*ABOUT THIS EXERCISE:* The word "concurrent" marks the lines to report; pull each of them from the listing.

• • • •

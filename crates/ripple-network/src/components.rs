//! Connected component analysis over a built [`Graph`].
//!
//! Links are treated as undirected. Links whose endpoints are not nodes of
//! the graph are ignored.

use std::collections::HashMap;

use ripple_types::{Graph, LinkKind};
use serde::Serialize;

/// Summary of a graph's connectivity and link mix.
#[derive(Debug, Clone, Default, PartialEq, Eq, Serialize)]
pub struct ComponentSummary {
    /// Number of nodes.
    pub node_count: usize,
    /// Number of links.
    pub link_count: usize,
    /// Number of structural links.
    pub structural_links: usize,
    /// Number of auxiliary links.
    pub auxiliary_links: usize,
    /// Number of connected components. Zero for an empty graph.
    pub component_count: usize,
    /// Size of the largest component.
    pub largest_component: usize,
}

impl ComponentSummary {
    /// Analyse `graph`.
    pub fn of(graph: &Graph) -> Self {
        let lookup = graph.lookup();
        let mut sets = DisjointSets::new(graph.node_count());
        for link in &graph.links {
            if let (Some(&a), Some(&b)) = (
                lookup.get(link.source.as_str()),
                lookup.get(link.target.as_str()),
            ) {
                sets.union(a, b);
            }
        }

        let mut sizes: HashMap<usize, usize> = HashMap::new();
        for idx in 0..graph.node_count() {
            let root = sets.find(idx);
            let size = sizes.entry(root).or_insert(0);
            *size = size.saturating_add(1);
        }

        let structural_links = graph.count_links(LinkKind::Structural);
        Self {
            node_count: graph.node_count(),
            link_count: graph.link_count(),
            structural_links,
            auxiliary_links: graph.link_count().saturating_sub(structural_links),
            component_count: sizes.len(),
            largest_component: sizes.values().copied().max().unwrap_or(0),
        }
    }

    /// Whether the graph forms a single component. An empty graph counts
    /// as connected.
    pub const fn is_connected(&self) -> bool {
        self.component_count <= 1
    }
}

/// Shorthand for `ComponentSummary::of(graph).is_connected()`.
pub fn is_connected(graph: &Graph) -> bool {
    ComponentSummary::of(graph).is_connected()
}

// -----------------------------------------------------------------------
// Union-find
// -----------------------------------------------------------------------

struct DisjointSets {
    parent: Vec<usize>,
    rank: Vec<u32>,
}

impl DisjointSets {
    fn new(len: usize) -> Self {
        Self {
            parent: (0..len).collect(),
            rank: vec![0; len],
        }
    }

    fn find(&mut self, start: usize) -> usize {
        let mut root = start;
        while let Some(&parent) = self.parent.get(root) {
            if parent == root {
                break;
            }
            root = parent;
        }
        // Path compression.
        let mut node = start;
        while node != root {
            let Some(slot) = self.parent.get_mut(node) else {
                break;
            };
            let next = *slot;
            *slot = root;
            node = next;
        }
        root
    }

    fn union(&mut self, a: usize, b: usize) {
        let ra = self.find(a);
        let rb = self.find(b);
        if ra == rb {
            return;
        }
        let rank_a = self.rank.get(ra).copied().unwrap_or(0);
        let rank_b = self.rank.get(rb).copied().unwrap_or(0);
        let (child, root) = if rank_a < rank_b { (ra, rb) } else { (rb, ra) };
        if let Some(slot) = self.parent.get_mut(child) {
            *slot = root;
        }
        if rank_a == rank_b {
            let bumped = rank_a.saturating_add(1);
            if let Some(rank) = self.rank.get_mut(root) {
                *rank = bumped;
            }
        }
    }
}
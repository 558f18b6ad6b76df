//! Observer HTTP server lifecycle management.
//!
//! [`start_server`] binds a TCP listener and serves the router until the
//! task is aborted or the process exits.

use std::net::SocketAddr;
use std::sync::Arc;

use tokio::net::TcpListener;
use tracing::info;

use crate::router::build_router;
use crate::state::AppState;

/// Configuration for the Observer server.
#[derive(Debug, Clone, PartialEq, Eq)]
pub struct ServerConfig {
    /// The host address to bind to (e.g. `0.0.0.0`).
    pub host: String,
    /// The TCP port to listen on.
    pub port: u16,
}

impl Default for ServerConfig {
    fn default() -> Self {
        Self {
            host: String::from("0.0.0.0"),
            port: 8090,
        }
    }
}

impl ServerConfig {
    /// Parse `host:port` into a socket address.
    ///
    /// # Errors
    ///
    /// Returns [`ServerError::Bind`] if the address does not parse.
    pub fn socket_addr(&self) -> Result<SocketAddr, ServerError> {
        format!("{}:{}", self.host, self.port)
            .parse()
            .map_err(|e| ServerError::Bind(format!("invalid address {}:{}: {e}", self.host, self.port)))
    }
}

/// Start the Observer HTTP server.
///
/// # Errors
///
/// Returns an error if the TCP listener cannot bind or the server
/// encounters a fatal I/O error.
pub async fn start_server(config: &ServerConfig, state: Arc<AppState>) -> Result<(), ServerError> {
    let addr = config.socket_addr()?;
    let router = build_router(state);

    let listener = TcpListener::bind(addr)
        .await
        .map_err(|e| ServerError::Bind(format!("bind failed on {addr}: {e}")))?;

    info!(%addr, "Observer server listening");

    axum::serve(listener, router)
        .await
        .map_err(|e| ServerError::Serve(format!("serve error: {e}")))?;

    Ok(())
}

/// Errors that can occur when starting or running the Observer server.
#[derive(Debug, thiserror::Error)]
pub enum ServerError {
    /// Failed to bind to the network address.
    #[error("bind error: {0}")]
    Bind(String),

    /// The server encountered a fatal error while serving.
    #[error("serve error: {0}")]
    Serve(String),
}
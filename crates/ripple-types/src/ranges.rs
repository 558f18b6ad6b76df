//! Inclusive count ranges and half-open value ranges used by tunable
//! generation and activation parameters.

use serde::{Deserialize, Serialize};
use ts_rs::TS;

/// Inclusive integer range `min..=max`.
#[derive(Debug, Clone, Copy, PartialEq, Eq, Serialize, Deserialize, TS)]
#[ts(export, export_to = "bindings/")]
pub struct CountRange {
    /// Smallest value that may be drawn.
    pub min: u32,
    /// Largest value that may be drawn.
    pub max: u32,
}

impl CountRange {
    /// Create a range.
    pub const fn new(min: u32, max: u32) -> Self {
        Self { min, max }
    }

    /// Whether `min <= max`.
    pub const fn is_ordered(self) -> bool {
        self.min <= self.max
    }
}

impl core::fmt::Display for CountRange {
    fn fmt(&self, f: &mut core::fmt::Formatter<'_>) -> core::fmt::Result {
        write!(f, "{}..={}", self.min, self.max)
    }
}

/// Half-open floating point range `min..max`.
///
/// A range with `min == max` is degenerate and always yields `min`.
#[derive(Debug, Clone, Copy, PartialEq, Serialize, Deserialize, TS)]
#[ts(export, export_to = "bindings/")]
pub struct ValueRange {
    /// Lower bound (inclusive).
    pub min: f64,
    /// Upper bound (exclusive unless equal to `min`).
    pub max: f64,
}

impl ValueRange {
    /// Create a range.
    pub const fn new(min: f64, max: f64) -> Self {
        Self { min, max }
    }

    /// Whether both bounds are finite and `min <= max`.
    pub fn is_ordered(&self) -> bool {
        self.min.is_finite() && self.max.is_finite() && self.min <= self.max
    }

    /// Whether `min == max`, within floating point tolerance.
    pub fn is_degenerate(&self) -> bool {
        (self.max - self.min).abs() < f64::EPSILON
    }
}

• • • •

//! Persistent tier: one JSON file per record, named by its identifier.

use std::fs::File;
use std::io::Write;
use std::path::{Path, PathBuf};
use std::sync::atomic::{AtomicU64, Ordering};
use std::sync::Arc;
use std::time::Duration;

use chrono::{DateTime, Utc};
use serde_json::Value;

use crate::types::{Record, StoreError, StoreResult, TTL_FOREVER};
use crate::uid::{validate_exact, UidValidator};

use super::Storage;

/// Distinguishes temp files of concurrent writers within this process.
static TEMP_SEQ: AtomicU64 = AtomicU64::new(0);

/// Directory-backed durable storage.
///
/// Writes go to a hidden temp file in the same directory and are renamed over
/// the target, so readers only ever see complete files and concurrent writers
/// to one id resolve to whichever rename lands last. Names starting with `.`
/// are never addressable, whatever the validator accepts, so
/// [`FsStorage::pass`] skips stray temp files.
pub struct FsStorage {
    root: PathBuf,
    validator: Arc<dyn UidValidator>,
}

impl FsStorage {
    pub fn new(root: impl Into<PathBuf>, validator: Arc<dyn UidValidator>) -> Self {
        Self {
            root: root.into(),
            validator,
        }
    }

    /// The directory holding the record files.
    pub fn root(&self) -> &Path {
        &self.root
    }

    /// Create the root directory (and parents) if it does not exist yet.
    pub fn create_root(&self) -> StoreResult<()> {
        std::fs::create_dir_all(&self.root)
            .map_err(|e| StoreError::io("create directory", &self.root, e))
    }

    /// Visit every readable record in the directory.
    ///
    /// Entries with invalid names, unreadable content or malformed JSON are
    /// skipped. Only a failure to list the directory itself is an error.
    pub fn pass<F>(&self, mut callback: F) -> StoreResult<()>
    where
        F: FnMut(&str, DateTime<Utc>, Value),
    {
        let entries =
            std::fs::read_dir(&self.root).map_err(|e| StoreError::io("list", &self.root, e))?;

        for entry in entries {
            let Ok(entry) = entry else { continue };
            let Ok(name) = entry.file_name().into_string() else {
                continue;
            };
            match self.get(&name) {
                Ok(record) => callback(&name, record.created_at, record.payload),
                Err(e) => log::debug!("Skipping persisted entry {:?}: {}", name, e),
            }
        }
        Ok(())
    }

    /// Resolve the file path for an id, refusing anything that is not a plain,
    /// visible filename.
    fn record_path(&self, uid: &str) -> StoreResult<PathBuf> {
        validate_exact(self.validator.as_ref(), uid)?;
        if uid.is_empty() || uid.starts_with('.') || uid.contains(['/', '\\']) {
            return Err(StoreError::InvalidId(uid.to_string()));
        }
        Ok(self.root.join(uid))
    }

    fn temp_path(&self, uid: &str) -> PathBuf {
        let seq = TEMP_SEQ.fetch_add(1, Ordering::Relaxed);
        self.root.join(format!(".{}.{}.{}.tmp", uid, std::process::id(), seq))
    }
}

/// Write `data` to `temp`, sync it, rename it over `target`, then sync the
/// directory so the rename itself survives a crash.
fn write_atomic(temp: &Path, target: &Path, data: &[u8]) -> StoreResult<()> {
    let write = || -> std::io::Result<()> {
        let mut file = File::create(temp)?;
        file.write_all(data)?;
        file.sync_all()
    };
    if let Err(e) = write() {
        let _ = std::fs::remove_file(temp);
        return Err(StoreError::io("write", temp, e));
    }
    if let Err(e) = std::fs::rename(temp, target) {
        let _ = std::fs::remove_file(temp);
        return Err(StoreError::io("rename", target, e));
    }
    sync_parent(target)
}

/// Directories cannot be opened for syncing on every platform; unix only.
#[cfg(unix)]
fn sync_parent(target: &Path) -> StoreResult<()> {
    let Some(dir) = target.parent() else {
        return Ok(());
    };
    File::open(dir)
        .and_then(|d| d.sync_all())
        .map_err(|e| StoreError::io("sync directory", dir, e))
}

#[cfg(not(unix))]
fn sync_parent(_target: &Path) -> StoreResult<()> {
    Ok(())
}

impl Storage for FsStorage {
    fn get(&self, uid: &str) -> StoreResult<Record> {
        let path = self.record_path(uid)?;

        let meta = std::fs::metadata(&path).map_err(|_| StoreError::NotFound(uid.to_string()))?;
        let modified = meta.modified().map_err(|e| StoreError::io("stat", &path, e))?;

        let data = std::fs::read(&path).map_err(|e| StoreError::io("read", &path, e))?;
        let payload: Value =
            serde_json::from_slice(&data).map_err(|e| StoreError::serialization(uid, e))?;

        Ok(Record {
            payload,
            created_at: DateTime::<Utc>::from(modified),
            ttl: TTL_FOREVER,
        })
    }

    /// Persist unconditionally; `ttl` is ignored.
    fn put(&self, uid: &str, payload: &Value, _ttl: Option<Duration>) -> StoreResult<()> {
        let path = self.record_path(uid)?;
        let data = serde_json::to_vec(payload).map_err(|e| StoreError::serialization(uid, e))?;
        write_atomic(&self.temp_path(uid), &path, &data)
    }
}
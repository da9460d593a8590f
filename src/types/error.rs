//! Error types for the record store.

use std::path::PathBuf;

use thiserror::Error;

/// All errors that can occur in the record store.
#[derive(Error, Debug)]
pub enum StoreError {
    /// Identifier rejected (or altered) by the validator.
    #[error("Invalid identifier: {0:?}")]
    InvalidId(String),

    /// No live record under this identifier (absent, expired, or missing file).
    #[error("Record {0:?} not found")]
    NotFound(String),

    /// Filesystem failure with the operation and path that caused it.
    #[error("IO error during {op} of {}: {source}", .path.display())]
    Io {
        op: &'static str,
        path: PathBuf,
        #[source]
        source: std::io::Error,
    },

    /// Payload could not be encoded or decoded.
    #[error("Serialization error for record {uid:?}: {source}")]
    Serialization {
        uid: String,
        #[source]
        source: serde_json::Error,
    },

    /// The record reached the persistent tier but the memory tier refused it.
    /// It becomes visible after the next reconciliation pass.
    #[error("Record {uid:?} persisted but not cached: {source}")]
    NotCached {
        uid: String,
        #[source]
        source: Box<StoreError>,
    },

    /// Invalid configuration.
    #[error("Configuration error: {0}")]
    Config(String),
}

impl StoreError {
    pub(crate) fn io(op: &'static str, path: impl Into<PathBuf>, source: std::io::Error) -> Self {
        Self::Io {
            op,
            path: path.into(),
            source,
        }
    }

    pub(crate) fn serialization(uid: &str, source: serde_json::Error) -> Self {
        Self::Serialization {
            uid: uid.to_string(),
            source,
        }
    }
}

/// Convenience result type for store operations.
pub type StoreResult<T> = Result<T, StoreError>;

• • • •

*PROBLEM SOLUTION:*
/// Distinguishes temp files of concurrent writers within this process.
/// the target, so readers only ever see complete files and concurrent writers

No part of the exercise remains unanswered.